The village has suffered more than once the ravages of floodwaters. The earliest known such disastrous flooding was on 29 April 1800, with damaging high water also coming in August 2007.

Through the 19th century the village was an agricultural community that also profited from the orderly exploitation of the village woodland. A few craftsmen also plied their trades. In 1856, the (Ib.) Hannöversche Südbahn was completed, with the line passing through the community. However, it was not until 1931 that trains stopped at the village. In 1980, the line was discontinued. By this time, bus service and possession of personal automobiles were commonplace and extensive, and a significant proportion of the villagers were commuters to work or school in nearby Göttingen.

In 1932, the village had the word Gross added to it, to distinguish it from Ellershausen vor dem Walde near Hanover. The village was incorporated into Göttingen in 1973.

==Economy==
There are over fifty businesses in the village.

There is a volunteer fire department.

==Education==
Younger children attend the Mittelbergschule, which also services Hetjershausen and Knutbühren. Older children attend school in Göttingen.

==Government==
Mayor: Heidrun von der Heide

The Ortsrat has 4 CDU members and 5 members (including the mayor) from the SPD.

==Demographics==
The population of the village stood at 1,421 in 2006.

==Religion==
The community is, like the region in general, predominantly Lutheran. There is one church in the village, St. Martin's Church, built in the 10th or 11th century and said to be one of the oldest surviving structures in southern Lower Saxony.
Administratively, the church is part of the Sprengel Hildesheim-Göttingen der Evangelisch-lutherischen Landeskirche Hannovers.

==Social aspects==
Since at least the early 19th century, there have been a number of social facilities and societies and clubs in Groß Ellershausen.

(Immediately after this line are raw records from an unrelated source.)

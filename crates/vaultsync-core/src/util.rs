//! Shared utility functions used across multiple crates.

/// Normalize optional text by trimming whitespace and removing empties.
///
/// Returns `None` when the input is `None` or the trimmed value is empty.
pub fn normalize_text_option(value: Option<String>) -> Option<String> {
    let value = value?;
    let value = value.trim();
    if value.is_empty() {
        None
    } else {
        Some(value.to_string())
    }
}

/// Current Unix timestamp in milliseconds.
pub fn unix_timestamp_millis() -> i64 {
    chrono::Utc::now().timestamp_millis()
}

#[cfg(test)]
mod tests {
    use super::*;

    #[test]
    fn normalize_text_option_rejects_empty() {
        assert_eq!(normalize_text_option(None), None);
        assert_eq!(normalize_text_option(Some("   ".to_string())), None);
    }

    #[test]
    fn normalize_text_option_trims_value() {
        assert_eq!(
            normalize_text_option(Some(" Work Laptop ".to_string())),
            Some("Work Laptop".to_string())
        );
    }

    #[test]
    fn unix_timestamp_is_positive() {
        assert!(unix_timestamp_millis() > 0);
    }
}
use vaultsync_core::{compare, ClockRelation};

use crate::commands::common::parse_clock;
use crate::error::CliError;

pub fn run_compare(clock_a: &str, clock_b: &str) -> Result<(), CliError> {
    println!("{}", compare_clocks(clock_a, clock_b)?);
    Ok(())
}

pub fn compare_clocks(clock_a: &str, clock_b: &str) -> Result<ClockRelation, CliError> {
    let a = parse_clock(clock_a)?;
    let b = parse_clock(clock_b)?;
    Ok(compare(&a, &b))
}
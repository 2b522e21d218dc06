use std::io::{self, Write};
use std::path::Path;

use clap::CommandFactory;
use clap_complete::{generate, shells};

use crate::cli::{Cli, CompletionShell};
use crate::error::CliError;

const BIN_NAME: &str = "vaultsync";

pub fn run_completions(shell: CompletionShell, output_path: Option<&Path>) -> Result<(), CliError> {
    let script = completion_script(shell);

    match output_path {
        Some(path) => {
            std::fs::write(path, &script)?;
            println!("{}", path.display());
        }
        None => io::stdout().write_all(&script)?,
    }
    Ok(())
}

pub fn completion_script(shell: CompletionShell) -> Vec<u8> {
    let mut command = Cli::command();
    let mut script = Vec::new();
    match shell {
        CompletionShell::Bash => generate(shells::Bash, &mut command, BIN_NAME, &mut script),
        CompletionShell::Zsh => generate(shells::Zsh, &mut command, BIN_NAME, &mut script),
        CompletionShell::Fish => generate(shells::Fish, &mut command, BIN_NAME, &mut script),
    }
    script
}
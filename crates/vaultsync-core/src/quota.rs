//! Storage quota estimation for a planned sync.
//!
//! Runs over the diff result before any transfer URL is issued so an
//! over-quota batch is rejected with no side effects.

use std::collections::HashMap;

use serde::{Deserialize, Serialize};
use thiserror::Error;

use crate::models::{LocalFile, RemoteFile, SyncAction, SyncActionKind};

/// Storage impact of a batch of sync actions
#[derive(Debug, Clone, Default, PartialEq, Eq, Serialize, Deserialize)]
#[serde(rename_all = "camelCase")]
pub struct QuotaStats {
    /// Size of every object the batch writes, for the per-file ceiling
    pub upload_sizes: Vec<u64>,
    /// New bytes the batch adds to the account's usage
    pub total_new_size: u64,
}

/// Account limits enforced before transfers are prepared. `None` disables a
/// check.
#[derive(Debug, Clone, Copy, Default, PartialEq, Eq, Serialize, Deserialize)]
#[serde(rename_all = "camelCase")]
pub struct QuotaLimits {
    pub max_file_size: Option<u64>,
    pub storage_limit: Option<u64>,
}

#[derive(Debug, Clone, PartialEq, Eq, Error)]
pub enum QuotaError {
    #[error("file of {size} bytes exceeds the {limit} byte per-file limit")]
    FileTooLarge { size: u64, limit: u64 },
    #[error("storing {requested} new bytes on top of {current} would exceed the {limit} byte storage limit")]
    StorageExceeded {
        current: u64,
        requested: u64,
        limit: u64,
    },
}

/// Estimate the storage consumed by `actions`.
///
/// Uploads count only growth over the server copy; a shrinking file never
/// lowers the total. A conflict writes two objects but only the local size is
/// counted as new, since the server's bytes are already in current usage and
/// are renamed rather than duplicated.
pub fn compute_upload_quota_stats(
    local: &[LocalFile],
    remote: &[RemoteFile],
    actions: &[SyncAction],
) -> QuotaStats {
    if actions.is_empty() {
        return QuotaStats::default();
    }

    let local_sizes: HashMap<&str, u64> = local
        .iter()
        .map(|file| (file.file_id(), file.size()))
        .collect();
    let remote_sizes: HashMap<&str, u64> = remote
        .iter()
        .map(|file| (file.id.as_str(), file.size))
        .collect();

    let mut stats = QuotaStats::default();
    for action in actions {
        let local_size = local_sizes
            .get(action.file_id.as_str())
            .copied()
            .unwrap_or_else(|| action.size.unwrap_or(0));
        let remote_size = remote_sizes.get(action.file_id.as_str()).copied();

        match action.action {
            SyncActionKind::Upload => {
                stats.upload_sizes.push(local_size);
                let growth = local_size.saturating_sub(remote_size.unwrap_or(0));
                stats.total_new_size = stats.total_new_size.saturating_add(growth);
            }
            SyncActionKind::Conflict => {
                stats.upload_sizes.push(local_size);
                stats.upload_sizes.push(remote_size.unwrap_or(0));
                stats.total_new_size = stats.total_new_size.saturating_add(local_size);
            }
            SyncActionKind::Delete | SyncActionKind::Download => {}
        }
    }

    tracing::debug!(
        objects = stats.upload_sizes.len(),
        total_new_size = stats.total_new_size,
        "Estimated upload quota"
    );
    stats
}

impl QuotaStats {
    /// Largest object the batch writes
    pub fn largest_upload(&self) -> Option<u64> {
        self.upload_sizes.iter().copied().max()
    }

    /// Run every quota check, per-file ceiling first.
    pub fn enforce(&self, limits: &QuotaLimits, current_usage: u64) -> Result<(), QuotaError> {
        check_file_size_allowed(limits, &self.upload_sizes)?;
        check_storage_allowed(limits, current_usage, self.total_new_size)
    }
}

/// Reject the batch if any single object exceeds the per-file limit.
pub fn check_file_size_allowed(limits: &QuotaLimits, upload_sizes: &[u64]) -> Result<(), QuotaError> {
    let Some(limit) = limits.max_file_size else {
        return Ok(());
    };
    match upload_sizes.iter().find(|&&size| size > limit) {
        Some(&size) => Err(QuotaError::FileTooLarge { size, limit }),
        None => Ok(()),
    }
}

/// Reject the batch if it would push the account past its storage limit.
pub fn check_storage_allowed(
    limits: &QuotaLimits,
    current_usage: u64,
    total_new_size: u64,
) -> Result<(), QuotaError> {
    let Some(limit) = limits.storage_limit else {
        return Ok(());
    };
    if current_usage.saturating_add(total_new_size) > limit {
        return Err(QuotaError::StorageExceeded {
            current: current_usage,
            requested: total_new_size,
            limit,
        });
    }
    Ok(())
}
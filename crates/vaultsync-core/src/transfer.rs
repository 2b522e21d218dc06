//! Object-storage transfers required by a diff result.
//!
//! Turns sync actions into the list of objects a storage client must sign
//! URLs for. Nothing here talks to storage.

use serde::{Deserialize, Serialize};

use crate::models::{SyncAction, SyncActionKind};

/// HTTP verb of a presigned transfer
#[derive(Debug, Clone, Copy, PartialEq, Eq, Serialize, Deserialize)]
#[serde(rename_all = "UPPERCASE")]
pub enum TransferMethod {
    Get,
    Put,
}

/// Why a transfer is needed
#[derive(Debug, Clone, Copy, PartialEq, Eq, Serialize, Deserialize)]
#[serde(rename_all = "camelCase")]
pub enum TransferPurpose {
    Upload,
    Download,
    /// Fetch the server's divergent version before it is overwritten
    ConflictOriginal,
    /// Write local content over the server's version
    ConflictOverwrite,
    /// Write the preserved server version under the conflict copy ID
    ConflictCopy,
}

#[derive(Debug, Clone, PartialEq, Eq, Serialize, Deserialize)]
#[serde(rename_all = "camelCase")]
pub struct PlannedTransfer {
    pub file_id: String,
    pub purpose: TransferPurpose,
    pub method: TransferMethod,
    pub object_key: String,
}

/// Storage key of a file's current content
pub fn object_key(vault_id: &str, file_id: &str) -> String {
    format!("vaults/{vault_id}/files/{file_id}")
}

/// List the transfers needed to carry out `actions` in vault `vault_id`.
///
/// Deletes need no transfer; a conflict needs three.
pub fn plan_transfers(vault_id: &str, actions: &[SyncAction]) -> Vec<PlannedTransfer> {
    let mut transfers = Vec::new();

    for action in actions {
        let key = object_key(vault_id, &action.file_id);
        let planned = |purpose, method, object_key| PlannedTransfer {
            file_id: action.file_id.clone(),
            purpose,
            method,
            object_key,
        };

        match action.action {
            SyncActionKind::Upload => {
                transfers.push(planned(TransferPurpose::Upload, TransferMethod::Put, key));
            }
            SyncActionKind::Download => {
                transfers.push(planned(TransferPurpose::Download, TransferMethod::Get, key));
            }
            SyncActionKind::Conflict => {
                let copy_key = action.conflict_copy_id.map_or_else(
                    || format!("{key}.conflict"),
                    |copy_id| object_key(vault_id, &copy_id.to_string()),
                );
                transfers.push(planned(
                    TransferPurpose::ConflictOriginal,
                    TransferMethod::Get,
                    key.clone(),
                ));
                transfers.push(planned(
                    TransferPurpose::ConflictOverwrite,
                    TransferMethod::Put,
                    key,
                ));
                transfers.push(planned(
                    TransferPurpose::ConflictCopy,
                    TransferMethod::Put,
                    copy_key,
                ));
            }
            SyncActionKind::Delete => {}
        }
    }

    transfers
}

#[cfg(test)]
mod tests {
    use super::*;
    use crate::models::ConflictCopyId;

    #[test]
    fn deletes_need_no_transfer() {
        let actions = [SyncAction::new("f1", "a.md", SyncActionKind::Delete)];
        assert!(plan_transfers("v1", &actions).is_empty());
    }

    #[test]
    fn upload_and_download_use_file_key() {
        let actions = [
            SyncAction::new("f1", "a.md", SyncActionKind::Upload),
            SyncAction::new("f2", "b.md", SyncActionKind::Download),
        ];
        let transfers = plan_transfers("v1", &actions);
        assert_eq!(transfers.len(), 2);
        assert_eq!(transfers[0].method, TransferMethod::Put);
        assert_eq!(transfers[0].object_key, "vaults/v1/files/f1");
        assert_eq!(transfers[1].method, TransferMethod::Get);
        assert_eq!(transfers[1].object_key, "vaults/v1/files/f2");
    }

    #[test]
    fn conflict_needs_three_transfers() {
        let copy_id = ConflictCopyId::new();
        let action = SyncAction::new("f1", "a.md", SyncActionKind::Conflict)
            .with_conflict_copy("a (Phone - 2025-01-01 00:00).md".to_string(), copy_id);
        let transfers = plan_transfers("v1", &[action]);

        let purposes: Vec<TransferPurpose> = transfers.iter().map(|t| t.purpose).collect();
        assert_eq!(
            purposes,
            vec![
                TransferPurpose::ConflictOriginal,
                TransferPurpose::ConflictOverwrite,
                TransferPurpose::ConflictCopy
            ]
        );
        assert_eq!(transfers[0].object_key, transfers[1].object_key);
        assert_eq!(
            transfers[2].object_key,
            format!("vaults/v1/files/{copy_id}")
        );
    }

    #[test]
    fn methods_serialize_uppercase() {
        assert_eq!(
            serde_json::to_string(&TransferMethod::Put).unwrap(),
            "\"PUT\""
        );
    }
}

- SV Gr. Ellershausen-Hetjershausen e.V (sports)(http://grelli.de/index.php?site=welcome)
- Heimatverein Groß Ellershausen (local history)
- DRK Ortsverein Groß Ellershausen/Hetjershausen e.V. (local branch of the German Red Cross)
- Kyffhäuser Kameradschaft Groß Ellershausen
- Junggesellenverein von 1833 Groß Ellershausen
- Der Jugendraum (Disco 2000) von Groß Ellershausen.
- Previously there were women's choir, Ehrendamen des Gesangvereins Germania Ellershausen, and a men's cycling club, Wanderlust.